Sunday, February 10, 2008

Is this pitiful?

That even through all the shit we've been through. I miss you. My head and heart simultaniously screm...I want to go home.

I got bad news today....struck deep and hard. My uncle died. I wanted you. I wanted you to hold me and say it would be ok. I wanted you to understand.

That day when I left....if only you had said. Dont go. I sit here trying to keep myself from being defeated...maybe it gets easier as I go...but right now I just keep wishing you would say...come home where you belong. That it should be so easy for you to want that.

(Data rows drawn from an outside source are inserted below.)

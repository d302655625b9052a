use super::{paths, Endpoint, RequestData};
use crate::macros::setter;
use chrono::{DateTime, Utc};
use reqwest::Method;
use serde::{Deserialize, Serialize};
use std::borrow::Cow;

pub const MAX_CONTENT_LENGTH: usize = 1000;

// Common

#[derive(Debug, Copy, Clone, PartialEq, Eq, Hash, Serialize, Deserialize)]
#[serde(rename_all = "lowercase")]
pub enum Platform {
    Twitter,
    Facebook,
    Instagram,
    Linkedin,
}

impl Platform {
    pub const ALL: [Platform; 4] = [
        Platform::Twitter,
        Platform::Facebook,
        Platform::Instagram,
        Platform::Linkedin,
    ];

    pub fn as_str(&self) -> &'static str {
        match self {
            Self::Twitter => "twitter",
            Self::Facebook => "facebook",
            Self::Instagram => "instagram",
            Self::Linkedin => "linkedin",
        }
    }
}

impl std::fmt::Display for Platform {
    fn fmt(&self, f: &mut std::fmt::Formatter<'_>) -> std::fmt::Result {
        match self {
            Self::Twitter => write!(f, "Twitter"),
            Self::Facebook => write!(f, "Facebook"),
            Self::Instagram => write!(f, "Instagram"),
            Self::Linkedin => write!(f, "Linkedin"),
        }
    }
}

#[derive(Debug, Copy, Clone, PartialEq, Eq, Hash, Serialize, Deserialize)]
#[serde(rename_all = "lowercase")]
pub enum PostStatus {
    Draft,
    Scheduled,
    Published,
    Failed,
}

impl std::fmt::Display for PostStatus {
    fn fmt(&self, f: &mut std::fmt::Formatter<'_>) -> std::fmt::Result {
        match self {
            Self::Draft => write!(f, "Draft"),
            Self::Scheduled => write!(f, "Scheduled"),
            Self::Published => write!(f, "Published"),
            Self::Failed => write!(f, "Failed"),
        }
    }
}

#[derive(Default, Debug, Clone, PartialEq, Serialize, Deserialize)]
pub struct PostMetadata {
    #[serde(default)]
    pub hashtags: Vec<String>,
    pub word_count: Option<u32>,
}

#[derive(Debug, Clone, PartialEq, Serialize, Deserialize)]
pub struct Post {
    #[serde(rename = "_id", alias = "id")]
    pub id: String,
    #[serde(default)]
    pub user_id: String,
    pub content: String,
    pub platform: Platform,
    pub status: PostStatus,
    pub scheduled_at: DateTime<Utc>,
    pub published_at: Option<DateTime<Utc>>,
    pub metadata: Option<PostMetadata>,
    pub created_at: Option<DateTime<Utc>>,
    pub updated_at: Option<DateTime<Utc>>,
}

impl Post {
    /// Published posts are frozen from the client's side.
    pub fn is_editable(&self) -> bool {
        self.status != PostStatus::Published
    }
}

#[derive(Debug, Copy, Clone, PartialEq, Eq, Serialize, Deserialize)]
#[serde(rename_all = "lowercase")]
pub enum PaginationType {
    Offset,
    Cursor,
}

// Requests

#[derive(Default, Debug, Clone, PartialEq, Serialize)]
pub struct ListPosts {
    #[serde(skip_serializing_if = "Option::is_none")]
    pub page: Option<u32>,
    #[serde(skip_serializing_if = "Option::is_none")]
    pub limit: Option<u32>,
    #[serde(skip_serializing_if = "Option::is_none")]
    pub cursor: Option<String>,
    #[serde(skip_serializing_if = "Option::is_none")]
    pub status: Option<PostStatus>,
    #[serde(skip_serializing_if = "Option::is_none")]
    pub platform: Option<Platform>,
    #[serde(skip_serializing_if = "Option::is_none")]
    pub start_date: Option<String>,
    #[serde(skip_serializing_if = "Option::is_none")]
    pub end_date: Option<String>,
    #[serde(skip_serializing_if = "Option::is_none")]
    pub search: Option<String>,
    #[serde(skip_serializing_if = "Option::is_none")]
    pub sort: Option<String>,
    #[serde(skip_serializing_if = "Option::is_none")]
    pub pagination_type: Option<PaginationType>,
}

impl ListPosts {
    pub fn new() -> Self {
        Self::default()
    }

    setter!(opt page: u32);
    setter!(opt limit: u32);
    setter!(opt status: PostStatus);
    setter!(opt platform: Platform);
    setter!(opt pagination_type: PaginationType);
    setter!(text cursor);
    setter!(text start_date);
    setter!(text end_date);
    setter!(text search);
    setter!(text sort);
}

impl Endpoint for ListPosts {
    type Data = Self;
    type Response = PostPage;

    fn endpoint(&self) -> Cow<'_, str> {
        paths::POSTS.into()
    }

    fn data(&self) -> RequestData<&Self::Data> {
        RequestData::Query(self)
    }
}

#[derive(Debug, Clone, Serialize, Deserialize)]
pub struct GetPost {
    pub id: String,
}

impl GetPost {
    pub fn new(id: impl Into<String>) -> Self {
        Self { id: id.into() }
    }
}

impl Endpoint for GetPost {
    type Data = ();
    type Response = Post;

    fn endpoint(&self) -> Cow<'_, str> {
        paths::post(&self.id).into()
    }
}

#[derive(Debug, Clone, Serialize)]
pub struct CreatePost {
    pub content: String,
    pub platform: Platform,
    pub scheduled_at: DateTime<Utc>,
    #[serde(skip_serializing_if = "Option::is_none")]
    pub status: Option<PostStatus>,
    #[serde(skip_serializing_if = "Option::is_none")]
    pub published_at: Option<DateTime<Utc>>,
}

impl CreatePost {
    pub fn new(content: impl Into<String>, platform: Platform, scheduled_at: DateTime<Utc>) -> Self {
        Self {
            content: content.into(),
            platform,
            scheduled_at,
            status: None,
            published_at: None,
        }
    }

    setter!(opt status: PostStatus);
    setter!(opt published_at: DateTime<Utc>);
}

impl Endpoint for CreatePost {
    type Data = Self;
    type Response = Post;
    const METHOD: Method = Method::POST;

    fn endpoint(&self) -> Cow<'_, str> {
        paths::POSTS.into()
    }

    fn data(&self) -> RequestData<&Self::Data> {
        RequestData::Json(self)
    }
}

#[derive(Debug, Clone, Serialize)]
pub struct UpdatePost {
    #[serde(skip)]
    id: String,
    #[serde(flatten)]
    changes: PostChanges,
}

/// Partial update; unset fields are left untouched by the server.
#[derive(Default, Debug, Clone, PartialEq, Serialize, Deserialize)]
pub struct PostChanges {
    #[serde(skip_serializing_if = "Option::is_none")]
    pub content: Option<String>,
    #[serde(skip_serializing_if = "Option::is_none")]
    pub platform: Option<Platform>,
    #[serde(skip_serializing_if = "Option::is_none")]
    pub scheduled_at: Option<DateTime<Utc>>,
    #[serde(skip_serializing_if = "Option::is_none")]
    pub status: Option<PostStatus>,
}

impl UpdatePost {
    pub fn new(id: impl Into<String>) -> Self {
        Self {
            id: id.into(),
            changes: PostChanges::default(),
        }
    }

    pub fn id(&self) -> &str {
        &self.id
    }

    pub fn change_set(&self) -> &PostChanges {
        &self.changes
    }

    pub fn changes(mut self, changes: PostChanges) -> Self {
        self.changes = changes;
        self
    }

    setter!(opt changes.content: String);
    setter!(opt changes.platform: Platform);
    setter!(opt changes.scheduled_at: DateTime<Utc>);
    setter!(opt changes.status: PostStatus);
}

impl Endpoint for UpdatePost {
    type Data = Self;
    type Response = Post;
    const METHOD: Method = Method::PUT;

    fn endpoint(&self) -> Cow<'_, str> {
        paths::post(&self.id).into()
    }

    fn data(&self) -> RequestData<&Self::Data> {
        RequestData::Json(self)
    }
}

#[derive(Debug, Clone, Serialize, Deserialize)]
pub struct DeletePost {
    pub id: String,
}

impl DeletePost {
    pub fn new(id: impl Into<String>) -> Self {
        Self { id: id.into() }
    }
}

impl Endpoint for DeletePost {
    type Data = ();
    type Response = serde_json::Value;
    const METHOD: Method = Method::DELETE;

    fn endpoint(&self) -> Cow<'_, str> {
        paths::post(&self.id).into()
    }
}

#[derive(Debug, Clone, Serialize, Deserialize)]
pub struct GetPostAnalytics {
    pub id: String,
}

impl GetPostAnalytics {
    pub fn new(id: impl Into<String>) -> Self {
        Self { id: id.into() }
    }
}

impl Endpoint for GetPostAnalytics {
    type Data = ();
    type Response = PostAnalytics;

    fn endpoint(&self) -> Cow<'_, str> {
        paths::post_analytics(&self.id).into()
    }
}

// Responses

#[derive(Default, Debug, Clone, PartialEq, Serialize, Deserialize)]
pub struct PostPage {
    #[serde(default)]
    pub posts: Vec<Post>,
    pub page: Option<u32>,
    pub limit: Option<u32>,
    #[serde(default)]
    pub total: u64,
    #[serde(default)]
    pub total_pages: u32,
    pub next_cursor: Option<String>,
}

/// Per-post metrics; the shape varies by platform so it is kept as JSON.
pub type PostAnalytics = serde_json::Value;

Its all a dream. The family that pulls through...isnt for me I guess. My childhood dream and my adult hopes and wishes and prayers....are not to be answred the way I had wanted.

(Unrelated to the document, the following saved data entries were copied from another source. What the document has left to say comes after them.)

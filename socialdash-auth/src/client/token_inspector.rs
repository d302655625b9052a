use super::token_storage::{TokenStore, USER_EMAIL, USER_ID, USER_ROLE};
use crate::common::Identity;
use base64::engine::general_purpose::URL_SAFE_NO_PAD;
use base64::Engine;
use chrono::Utc;
use serde::{Deserialize, Deserializer, Serialize};
use serde_json::Value;

/// Claims carried in the payload segment of an access token.
#[derive(Debug, Clone, PartialEq, Eq, Serialize, Deserialize)]
pub struct Claims {
    #[serde(default, alias = "userId", alias = "sub", deserialize_with = "lenient_id")]
    pub user_id: Option<String>,
    #[serde(default)]
    pub email: Option<String>,
    #[serde(default)]
    pub role: Option<String>,
    #[serde(default)]
    pub iat: Option<i64>,
    #[serde(default)]
    pub exp: Option<i64>,
}

fn lenient_id<'de, D>(deserializer: D) -> Result<Option<String>, D::Error>
where
    D: Deserializer<'de>,
{
    Ok(match Option::<Value>::deserialize(deserializer)? {
        Some(Value::String(id)) => Some(id),
        Some(Value::Number(id)) => Some(id.to_string()),
        _ => None,
    })
}

/// Decodes the payload of `token` without verifying its signature.
pub fn decode(token: &str) -> Option<Claims> {
    let payload = token.split('.').nth(1)?;
    let bytes = URL_SAFE_NO_PAD.decode(payload.trim_end_matches('=')).ok()?;
    serde_json::from_slice(&bytes).ok()
}

/// A token is live when it decodes and its expiry lies strictly after `now`.
pub fn is_live_at(token: &str, now: i64) -> bool {
    decode(token)
        .and_then(|claims| claims.exp)
        .is_some_and(|exp| exp > now)
}

pub fn is_live(token: &str) -> bool {
    is_live_at(token, Utc::now().timestamp())
}

impl Identity {
    pub fn from_claims(claims: &Claims) -> Self {
        let present = |value: &Option<String>| value.clone().filter(|v| !v.is_empty());
        Identity {
            user_id: present(&claims.user_id),
            email: present(&claims.email),
            role: present(&claims.role),
        }
    }

    pub fn cached(store: &TokenStore) -> Self {
        Identity {
            user_id: store.user_id(),
            email: store.get_string(USER_EMAIL).filter(|v| !v.is_empty()),
            role: store.get_string(USER_ROLE).filter(|v| !v.is_empty()),
        }
    }
}

/// Reads identity and liveness from the stored credential.
#[derive(Clone)]
pub struct TokenInspector {
    store: TokenStore,
}

impl TokenInspector {
    pub fn new(store: TokenStore) -> Self {
        Self { store }
    }

    pub fn claims(&self) -> Option<Claims> {
        decode(&self.store.access_token()?)
    }

    /// `false` when no token is stored or it doesn't decode.
    pub fn credential_is_live(&self) -> bool {
        self.store
            .access_token()
            .is_some_and(|token| is_live(&token))
    }

    /// Decoded claims first, the cached keys for whatever they lack.
    pub fn identity(&self) -> Identity {
        let cached = Identity::cached(&self.store);
        match self.claims() {
            Some(claims) => Identity::from_claims(&claims).or(cached),
            None => cached,
        }
    }

    pub fn user_id(&self) -> Option<String> {
        self.identity().user_id
    }

    pub fn email(&self) -> Option<String> {
        self.identity().email
    }

    pub fn role(&self) -> Option<String> {
        self.identity().role
    }

    /// Same as [`TokenInspector::user_id`], but `None` for a missing or
    /// undecodable token even if a cached id exists.
    pub fn token_subject(&self) -> Option<String> {
        self.claims()
            .map(|claims| Identity::from_claims(&claims))
            .and_then(|identity| identity.user_id)
    }
}
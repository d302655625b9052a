use super::{paths, Endpoint};
use serde::{Deserialize, Serialize};
use std::borrow::Cow;
use std::sync::Arc;

#[derive(Default, Debug, Clone, PartialEq, Serialize, Deserialize)]
pub struct PostCounts {
    #[serde(default)]
    pub total: u64,
    #[serde(default)]
    pub published: u64,
    #[serde(default)]
    pub scheduled: u64,
    #[serde(default)]
    pub draft: u64,
    #[serde(default)]
    pub failed: u64,
}

impl PostCounts {
    /// Share of `count` in the total, as a whole percentage.
    pub fn percent_of_total(&self, count: u64) -> u64 {
        if self.total == 0 {
            0
        } else {
            ((count as f64 / self.total as f64) * 100.0).round() as u64
        }
    }
}

#[derive(Default, Debug, Clone, PartialEq, Serialize, Deserialize)]
pub struct TotalEngagement {
    #[serde(default)]
    pub last_30_days: f64,
    #[serde(default)]
    pub all_time: f64,
}

#[derive(Debug, Clone, PartialEq, Serialize, Deserialize)]
pub struct EngagementPoint {
    /// `YYYY-MM-DD`, or a full timestamp on older payloads.
    pub date: String,
    #[serde(default)]
    pub value: f64,
}

#[derive(Default, Debug, Clone, PartialEq, Serialize, Deserialize)]
pub struct DashboardOverview {
    #[serde(default)]
    pub total_posts: PostCounts,
    #[serde(default)]
    pub total_engagement: TotalEngagement,
    #[serde(default)]
    pub average_engagement_rate: f64,
    pub best_performing_platform: Option<String>,
    /// Shared so live updates can leave the loaded series untouched.
    #[serde(default)]
    pub engagement_chart: Arc<Vec<EngagementPoint>>,
    #[serde(default)]
    pub top_5_posts: Vec<serde_json::Value>,
    #[serde(default)]
    pub optimal_posting_times: Vec<serde_json::Value>,
}

#[derive(Default, Debug, Clone)]
pub struct GetOverview;

impl Endpoint for GetOverview {
    type Data = ();
    type Response = DashboardOverview;

    fn endpoint(&self) -> Cow<'_, str> {
        paths::DASHBOARD_OVERVIEW.into()
    }
}

#[cfg(test)]
mod tests {
    use super::*;

    #[test]
    fn overview_tolerates_sparse_payload() {
        let overview: DashboardOverview = serde_json::from_str(
            r#"{"total_posts":{"total":4,"published":1},"engagement_chart":[{"date":"2024-05-01","value":3}]}"#,
        )
        .unwrap();

        assert_eq!(overview.total_posts.total, 4);
        assert_eq!(overview.total_posts.percent_of_total(1), 25);
        assert_eq!(overview.total_engagement.last_30_days, 0.0);
        assert_eq!(overview.engagement_chart.len(), 1);
    }
}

Im sorry....for every second I wasted with you. Im sorry....

I hate crying...so very much. And yet right now I cant seem to stop. I hate it...I hate myself for being so weak. I wish the hate overpowered the hurt. I wish I wasnt so weak. I wish I could turn a cold shoulder on this all...and move on through.

Some say congrats on moving on. Some say I shouldnt ask you anything. But I cant help it sometimes.

Does anyone know how much I loved you despite all our fights. Did you even. If you could feel the pain right now....it gets worse at night. I wish I could forget you.

But every time I look at her face. Its your eyes staring back at me. I love her to death....I would give up the world for her. But your eyes haunt me through her. Maybe someday they are right this will pass. But right now....its killing me inside and out.